### THE TASK:
Print exactly, and only, the lines running from the line containing "now: chrono::DateTime<chrono::Utc>) ->" through the end of the records below.

### GIVEN RECORDS:
-------
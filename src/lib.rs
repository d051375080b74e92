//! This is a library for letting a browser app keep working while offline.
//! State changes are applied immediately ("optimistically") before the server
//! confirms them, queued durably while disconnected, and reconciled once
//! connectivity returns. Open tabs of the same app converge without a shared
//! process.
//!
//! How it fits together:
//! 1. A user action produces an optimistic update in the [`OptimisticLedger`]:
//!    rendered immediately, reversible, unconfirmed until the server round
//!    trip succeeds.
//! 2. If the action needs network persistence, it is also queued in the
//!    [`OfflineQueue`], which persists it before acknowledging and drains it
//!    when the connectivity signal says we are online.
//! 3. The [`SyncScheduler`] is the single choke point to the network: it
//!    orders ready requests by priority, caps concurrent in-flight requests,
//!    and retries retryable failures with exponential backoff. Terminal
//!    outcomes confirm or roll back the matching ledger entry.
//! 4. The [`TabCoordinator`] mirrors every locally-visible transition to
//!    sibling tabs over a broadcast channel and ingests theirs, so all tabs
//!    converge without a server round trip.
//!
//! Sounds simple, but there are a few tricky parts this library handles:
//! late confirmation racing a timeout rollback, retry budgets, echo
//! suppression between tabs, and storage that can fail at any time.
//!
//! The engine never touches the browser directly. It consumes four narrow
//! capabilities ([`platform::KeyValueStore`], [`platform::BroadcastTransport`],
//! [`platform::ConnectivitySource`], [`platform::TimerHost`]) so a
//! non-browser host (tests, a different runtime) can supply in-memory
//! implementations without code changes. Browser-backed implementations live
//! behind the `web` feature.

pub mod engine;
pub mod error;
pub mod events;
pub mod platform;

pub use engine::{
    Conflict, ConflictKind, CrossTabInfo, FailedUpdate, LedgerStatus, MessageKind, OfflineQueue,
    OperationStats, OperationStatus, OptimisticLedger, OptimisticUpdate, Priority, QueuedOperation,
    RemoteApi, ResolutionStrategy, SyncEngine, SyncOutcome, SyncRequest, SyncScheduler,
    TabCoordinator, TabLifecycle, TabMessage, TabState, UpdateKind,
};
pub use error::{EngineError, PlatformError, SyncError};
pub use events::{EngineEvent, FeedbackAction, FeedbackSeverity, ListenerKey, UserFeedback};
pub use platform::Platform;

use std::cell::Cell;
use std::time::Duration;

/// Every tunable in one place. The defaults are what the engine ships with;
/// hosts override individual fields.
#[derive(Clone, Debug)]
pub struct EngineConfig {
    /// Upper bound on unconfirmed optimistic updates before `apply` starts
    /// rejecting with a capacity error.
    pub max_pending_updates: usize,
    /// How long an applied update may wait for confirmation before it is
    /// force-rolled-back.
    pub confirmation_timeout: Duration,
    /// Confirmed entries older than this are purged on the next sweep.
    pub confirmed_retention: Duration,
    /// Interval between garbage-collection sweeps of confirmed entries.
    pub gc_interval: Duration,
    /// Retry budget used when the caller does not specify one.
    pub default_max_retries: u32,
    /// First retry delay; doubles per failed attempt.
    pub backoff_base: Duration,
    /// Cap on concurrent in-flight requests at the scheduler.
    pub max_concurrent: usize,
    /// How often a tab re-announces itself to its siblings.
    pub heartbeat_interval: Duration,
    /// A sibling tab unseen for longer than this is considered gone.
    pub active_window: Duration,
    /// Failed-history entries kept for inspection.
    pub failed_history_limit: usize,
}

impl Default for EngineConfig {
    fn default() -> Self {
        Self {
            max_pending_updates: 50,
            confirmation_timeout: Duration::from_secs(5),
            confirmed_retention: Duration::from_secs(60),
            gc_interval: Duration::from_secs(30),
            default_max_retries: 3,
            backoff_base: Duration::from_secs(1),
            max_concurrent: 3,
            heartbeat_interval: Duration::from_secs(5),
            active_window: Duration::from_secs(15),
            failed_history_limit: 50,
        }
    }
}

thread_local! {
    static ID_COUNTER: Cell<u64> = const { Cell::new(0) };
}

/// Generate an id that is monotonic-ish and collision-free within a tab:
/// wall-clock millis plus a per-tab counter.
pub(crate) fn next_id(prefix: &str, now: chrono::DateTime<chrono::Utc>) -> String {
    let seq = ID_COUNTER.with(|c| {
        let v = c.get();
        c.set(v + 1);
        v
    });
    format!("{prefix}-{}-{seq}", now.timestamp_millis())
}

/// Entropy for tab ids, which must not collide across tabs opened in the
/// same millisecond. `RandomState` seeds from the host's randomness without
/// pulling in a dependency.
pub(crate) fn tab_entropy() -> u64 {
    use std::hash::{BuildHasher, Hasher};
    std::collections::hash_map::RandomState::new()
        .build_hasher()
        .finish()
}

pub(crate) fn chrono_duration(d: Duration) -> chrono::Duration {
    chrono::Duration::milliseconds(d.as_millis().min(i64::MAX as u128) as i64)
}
-------
### WRITTEN ANSWER:
pub(crate) fn next_id(prefix: &str, now: chrono::DateTime<chrono::Utc>) -> String {
    let seq = ID_COUNTER.with(|c| {
        let v = c.get();
        c.set(v + 1);
        v
    });
    format!("{prefix}-{}-{seq}", now.timestamp_millis())
}

/// Entropy for tab ids, which must not collide across tabs opened in the
/// same millisecond. `RandomState` seeds from the host's randomness without
/// pulling in a dependency.
pub(crate) fn tab_entropy() -> u64 {
    use std::hash::{BuildHasher, Hasher};
    std::collections::hash_map::RandomState::new()
        .build_hasher()
        .finish()
}

pub(crate) fn chrono_duration(d: Duration) -> chrono::Duration {
    chrono::Duration::milliseconds(d.as_millis().min(i64::MAX as u128) as i64)
}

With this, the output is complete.